PTAB (Russian ПТАБ, short for Противотанковая Авиабомба, "Antitank Aviation Bomb") was a Soviet World War II high-explosive anti-tank (HEAT) shaped charge bomb.

==Design==
The bomb was designed within a case of a 2.5 kg bomb, with a case weight of 1.5 kg and 0.62 kg of explosives. The Ilyushin Il-2 ground attack aircraft could carry 280 PTAB bombs directly on the bomb-bay folds, or 4x48 in four cassettes. The PTAB 2.5 could penetrate 60 to 70 millimeter tank armor, at the time sufficient for the top armor of even heavy tanks.

==Use==
Introduced in 1943, PTABs were widely deployed from Il-2s, and due to the bomb's very low weight, from Yakovlev Yak-9 fighters, specifically from the internal weapon bay in the Yak-9B (fighter-bomber) modification. The Polikarpov Po-2 could also carry and deploy PTABs.

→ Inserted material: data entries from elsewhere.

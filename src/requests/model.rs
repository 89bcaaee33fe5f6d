//! Request data types: kinds, typed parameters, status, snapshots.

use std::time::Duration;

use chrono::{DateTime, Utc};
use serde::{Deserialize, Serialize};
use serde_json::Value;
use uuid::Uuid;

use crate::error::RequestError;

/// Engine operation a request invokes.
#[derive(Debug, Clone, Copy, PartialEq, Eq, Hash, Serialize, Deserialize)]
#[serde(rename_all = "snake_case")]
pub enum RequestKind {
    LemmaLookup,
    EntryCreation,
    EntryRegeneration,
    LanguageValidation,
}

impl RequestKind {
    pub fn as_str(&self) -> &'static str {
        match self {
            Self::LemmaLookup => "lemma_lookup",
            Self::EntryCreation => "entry_creation",
            Self::EntryRegeneration => "entry_regeneration",
            Self::LanguageValidation => "language_validation",
        }
    }
}

impl std::fmt::Display for RequestKind {
    fn fmt(&self, f: &mut std::fmt::Formatter<'_>) -> std::fmt::Result {
        f.write_str(self.as_str())
    }
}

/// Parameters for a lemma lookup.
#[derive(Debug, Clone, PartialEq, Eq, Serialize, Deserialize)]
pub struct LemmaParams {
    pub word: String,
    #[serde(skip_serializing_if = "Option::is_none")]
    pub context: Option<String>,
}

/// Parameters for creating a dictionary entry.
#[derive(Debug, Clone, PartialEq, Eq, Serialize, Deserialize)]
pub struct EntryParams {
    pub word: String,
    #[serde(skip_serializing_if = "Option::is_none")]
    pub target_lang: Option<String>,
    #[serde(skip_serializing_if = "Option::is_none")]
    pub source_lang: Option<String>,
    #[serde(skip_serializing_if = "Option::is_none")]
    pub context: Option<String>,
    #[serde(skip_serializing_if = "Option::is_none")]
    pub variation_hint: Option<String>,
}

/// Parameters for regenerating an existing entry.
#[derive(Debug, Clone, PartialEq, Eq, Serialize, Deserialize)]
pub struct RegenerateParams {
    pub headword: String,
    #[serde(skip_serializing_if = "Option::is_none")]
    pub target_lang: Option<String>,
    #[serde(skip_serializing_if = "Option::is_none")]
    pub source_lang: Option<String>,
    #[serde(skip_serializing_if = "Option::is_none")]
    pub definition_lang: Option<String>,
    pub variation_seed: String,
}

/// Parameters for validating a language name.
#[derive(Debug, Clone, PartialEq, Eq, Serialize, Deserialize)]
pub struct LanguageParams {
    pub name: String,
}

/// Typed request parameters, one variant per [`RequestKind`].
#[derive(Debug, Clone, PartialEq, Eq, Serialize, Deserialize)]
#[serde(tag = "kind", rename_all = "snake_case")]
pub enum RequestParams {
    LemmaLookup(LemmaParams),
    EntryCreation(EntryParams),
    EntryRegeneration(RegenerateParams),
    LanguageValidation(LanguageParams),
}

impl RequestParams {
    pub fn lemma(word: impl Into<String>) -> LemmaParams {
        LemmaParams {
            word: word.into(),
            context: None,
        }
    }

    pub fn entry(word: impl Into<String>) -> EntryParams {
        EntryParams {
            word: word.into(),
            target_lang: None,
            source_lang: None,
            context: None,
            variation_hint: None,
        }
    }

    /// Regeneration always carries a seed so repeated calls yield distinct variants.
    pub fn regenerate(headword: impl Into<String>) -> RegenerateParams {
        RegenerateParams {
            headword: headword.into(),
            target_lang: None,
            source_lang: None,
            definition_lang: None,
            variation_seed: Uuid::new_v4().to_string(),
        }
    }

    pub fn validate_language(name: impl Into<String>) -> LanguageParams {
        LanguageParams { name: name.into() }
    }

    pub fn kind(&self) -> RequestKind {
        match self {
            Self::LemmaLookup(_) => RequestKind::LemmaLookup,
            Self::EntryCreation(_) => RequestKind::EntryCreation,
            Self::EntryRegeneration(_) => RequestKind::EntryRegeneration,
            Self::LanguageValidation(_) => RequestKind::LanguageValidation,
        }
    }
}

impl LemmaParams {
    pub fn context(mut self, context: impl Into<String>) -> Self {
        self.context = Some(context.into());
        self
    }
}

impl EntryParams {
    pub fn target_lang(mut self, lang: impl Into<String>) -> Self {
        self.target_lang = Some(lang.into());
        self
    }

    pub fn source_lang(mut self, lang: impl Into<String>) -> Self {
        self.source_lang = Some(lang.into());
        self
    }

    pub fn context(mut self, context: impl Into<String>) -> Self {
        self.context = Some(context.into());
        self
    }

    pub fn variation_hint(mut self, hint: impl Into<String>) -> Self {
        self.variation_hint = Some(hint.into());
        self
    }
}

impl RegenerateParams {
    pub fn target_lang(mut self, lang: impl Into<String>) -> Self {
        self.target_lang = Some(lang.into());
        self
    }

    pub fn source_lang(mut self, lang: impl Into<String>) -> Self {
        self.source_lang = Some(lang.into());
        self
    }

    pub fn definition_lang(mut self, lang: impl Into<String>) -> Self {
        self.definition_lang = Some(lang.into());
        self
    }

    pub fn variation_seed(mut self, seed: impl Into<String>) -> Self {
        self.variation_seed = seed.into();
        self
    }
}

impl From<LemmaParams> for RequestParams {
    fn from(p: LemmaParams) -> Self {
        Self::LemmaLookup(p)
    }
}

impl From<EntryParams> for RequestParams {
    fn from(p: EntryParams) -> Self {
        Self::EntryCreation(p)
    }
}

impl From<RegenerateParams> for RequestParams {
    fn from(p: RegenerateParams) -> Self {
        Self::EntryRegeneration(p)
    }
}

impl From<LanguageParams> for RequestParams {
    fn from(p: LanguageParams) -> Self {
        Self::LanguageValidation(p)
    }
}

/// Result of validating a language name.
#[derive(Debug, Clone, PartialEq, Eq, Serialize, Deserialize)]
pub struct LanguageValidation {
    pub standardized_name: String,
    pub display_name: String,
}

/// Lifecycle of a request.
#[derive(Debug, Clone, Copy, PartialEq, Eq, Hash, Serialize, Deserialize)]
#[serde(rename_all = "snake_case")]
pub enum RequestStatus {
    Pending,
    Processing,
    /// Waiting out a backoff delay before re-admission.
    Retrying,
    Completed,
    Failed,
    Cancelled,
}

impl RequestStatus {
    pub fn is_terminal(&self) -> bool {
        matches!(self, Self::Completed | Self::Failed | Self::Cancelled)
    }
}

impl std::fmt::Display for RequestStatus {
    fn fmt(&self, f: &mut std::fmt::Formatter<'_>) -> std::fmt::Result {
        let s = match self {
            Self::Pending => "pending",
            Self::Processing => "processing",
            Self::Retrying => "retrying",
            Self::Completed => "completed",
            Self::Failed => "failed",
            Self::Cancelled => "cancelled",
        };
        write!(f, "{s}")
    }
}

/// One failed attempt that was retried.
#[derive(Debug, Clone, PartialEq, Serialize, Deserialize)]
pub struct RetryRecord {
    pub attempt: u32,
    pub timestamp: DateTime<Utc>,
    pub error: String,
    pub delay_ms: u64,
}

/// Per-request retry settings.
#[derive(Debug, Clone, Copy, PartialEq, Eq)]
pub struct RequestOptions {
    pub max_retries: u32,
    pub base_delay: Duration,
}

impl Default for RequestOptions {
    fn default() -> Self {
        Self {
            max_retries: 3,
            base_delay: Duration::from_secs(2),
        }
    }
}

impl RequestOptions {
    pub fn max_retries(mut self, max_retries: u32) -> Self {
        self.max_retries = max_retries;
        self
    }

    pub fn base_delay(mut self, base_delay: Duration) -> Self {
        self.base_delay = base_delay;
        self
    }
}

pub type SuccessCallback = Box<dyn FnOnce(Value) + Send>;
pub type FailureCallback = Box<dyn FnOnce(String) + Send>;

/// Completion callbacks. Never invoked for cancelled requests.
#[derive(Default)]
pub struct RequestCallbacks {
    pub(crate) on_success: Option<SuccessCallback>,
    pub(crate) on_error: Option<FailureCallback>,
}

impl RequestCallbacks {
    pub fn new() -> Self {
        Self::default()
    }

    pub fn on_success(mut self, f: impl FnOnce(Value) + Send + 'static) -> Self {
        self.on_success = Some(Box::new(f));
        self
    }

    pub fn on_error(mut self, f: impl FnOnce(String) + Send + 'static) -> Self {
        self.on_error = Some(Box::new(f));
        self
    }
}

impl std::fmt::Debug for RequestCallbacks {
    fn fmt(&self, f: &mut std::fmt::Formatter<'_>) -> std::fmt::Result {
        f.debug_struct("RequestCallbacks")
            .field("on_success", &self.on_success.is_some())
            .field("on_error", &self.on_error.is_some())
            .finish()
    }
}

/// Full view of a request.
#[derive(Debug, Clone, Serialize, Deserialize)]
pub struct RequestSnapshot {
    pub id: Uuid,
    pub kind: RequestKind,
    pub params: RequestParams,
    pub status: RequestStatus,
    /// Engine invocations so far, including the one in flight.
    pub attempts: u32,
    pub max_retries: u32,
    pub retry_history: Vec<RetryRecord>,
    pub result: Option<Value>,
    pub error: Option<String>,
    pub created_at: DateTime<Utc>,
    pub updated_at: DateTime<Utc>,
    pub completed_at: Option<DateTime<Utc>>,
}

/// Aggregate queue counts for UI refresh.
#[derive(Debug, Clone, Copy, Default, PartialEq, Eq, Serialize, Deserialize)]
pub struct QueueStats {
    pub pending: usize,
    pub active: usize,
    pub retrying: usize,
    pub completed: usize,
    pub failed: usize,
    pub cancelled: usize,
    /// Retries across every known request.
    pub total_retries: u32,
    /// Known requests that were retried at least once.
    pub retried_request_count: usize,
}

/// Outcome delivered to awaiting callers.
pub type RequestOutcome = Result<Value, RequestError>;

The number of PTABs dropped in a given time period steadily increased thereafter. By the end of 1943, Soviet records show that 1,171,340 PTABs were dropped. In 1944, the number rose to 5,024,822. In the first four months of 1945, a further 3,242,701 PTABs were used.

During the 2022 Russian invasion of Ukraine, rapid technology development occurred to iterate on design of racing drones into a type of FPV loitering munition. Aimed a very low-cost and high production volume, the heavy-duty version of the Escadrone attack drone was modified to carry a 2 kg PTAB 2.5 anti-tank bomb. While much less effective than the larger and more expensive Javelin weapon system, it is highly effective against a tank's weak spots. The Escadrone attack drone is maneuverable and has been shown to successfully attack less protected places in Russian tanks.